A few more details on the ingredients: The strings of sugar are strung-together variants on glucosamine, which you can buy in big jugs at Costco for your joints. I've even seen it advertised at the gas pumps, so it must be a big seller. The cross-linking agent is L-dopa, which is dopamine's cousin molecule. These molecules' cross-linking abilities are mentioned in A World from Dust Chapter 9 -- the same family of molecules that gives you a dopamine rush also defends algae with its cross-linking chemistry. And the important chemical activity is oxidation, which connects to the theme of oxygen and oxidation that runs through A World from Dust.

If you oxidize those two ingredients a little, you get a soft, white sheet. If you oxidize a lot, you get a stiff, brown ribbon, a lot like the Humboldt squid's sharp beak.

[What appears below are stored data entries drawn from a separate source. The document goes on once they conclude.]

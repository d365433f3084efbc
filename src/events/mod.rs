//! External business events consumed by the ledger
//!
//! Orders and inventory movements are owned by other subsystems; the types
//! here are read-only inputs to the event-to-ledger mapper.

pub mod mapper;

pub use mapper::*;

use bigdecimal::BigDecimal;
use serde::{Deserialize, Serialize};

/// POS order lifecycle states relevant to accounting
#[derive(Debug, Clone, Copy, PartialEq, Eq, Hash, Serialize, Deserialize)]
#[serde(rename_all = "snake_case")]
pub enum OrderStatus {
    Pending,
    Completed,
    Cancelled,
}

/// A line item on a POS order
#[derive(Debug, Clone, PartialEq, Serialize, Deserialize)]
pub struct OrderItem {
    pub price: BigDecimal,
    pub quantity: BigDecimal,
}

/// A POS order as seen by the accounting subsystem
#[derive(Debug, Clone, PartialEq, Serialize, Deserialize)]
pub struct Order {
    pub id: i64,
    pub status: OrderStatus,
    pub items: Vec<OrderItem>,
    pub total: BigDecimal,
}

/// Direction of an inventory stock movement
#[derive(Debug, Clone, Copy, PartialEq, Eq, Hash, Serialize, Deserialize)]
#[serde(rename_all = "UPPERCASE")]
pub enum MovementType {
    In,
    Out,
}

/// What kind of business document a stock movement traces back to
#[derive(Debug, Clone, Copy, PartialEq, Eq, Hash, Serialize, Deserialize)]
#[serde(rename_all = "SCREAMING_SNAKE_CASE")]
pub enum MovementReference {
    PurchaseOrder,
    SalesOrder,
    Adjustment,
    Transfer,
    Waste,
    Theft,
    Damage,
}

impl MovementReference {
    /// Whether an outbound movement of this kind is a loss rather than a
    /// cost of sale
    pub fn is_loss(&self) -> bool {
        matches!(
            self,
            MovementReference::Waste | MovementReference::Theft | MovementReference::Damage
        )
    }
}

/// An inventory stock movement as seen by the accounting subsystem
#[derive(Debug, Clone, PartialEq, Serialize, Deserialize)]
pub struct InventoryMovement {
    pub id: i64,
    pub item_id: i64,
    pub movement_type: MovementType,
    pub quantity: BigDecimal,
    pub unit_cost: BigDecimal,
    pub total_cost: Option<BigDecimal>,
    pub reference_type: Option<MovementReference>,
}

impl InventoryMovement {
    /// Stored total cost, falling back to `quantity * unit_cost`
    pub fn effective_total_cost(&self) -> BigDecimal {
        self.total_cost
            .clone()
            .unwrap_or_else(|| &self.quantity * &self.unit_cost)
    }
}

/// Correlation reference written on ledger entries derived from a movement
pub fn movement_reference(movement_id: i64) -> String {
    format!("MOV-{movement_id}")
}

Evolution accessed the latent chemical power of sugars, dopamine, and oxidation (outside the cytoplasm, where oxidations are predicted to happen) to make a squid beak. In the lab, we can access that came power to make a stiff, sharp blade without an atom of metal in it. Sounds pretty alchemical to me.
 
For more, see the original research at Zhang et al., Journal of Materials Chemistry B, "Squid beak inspired water processable chitosan composites with tunable mechanical properties."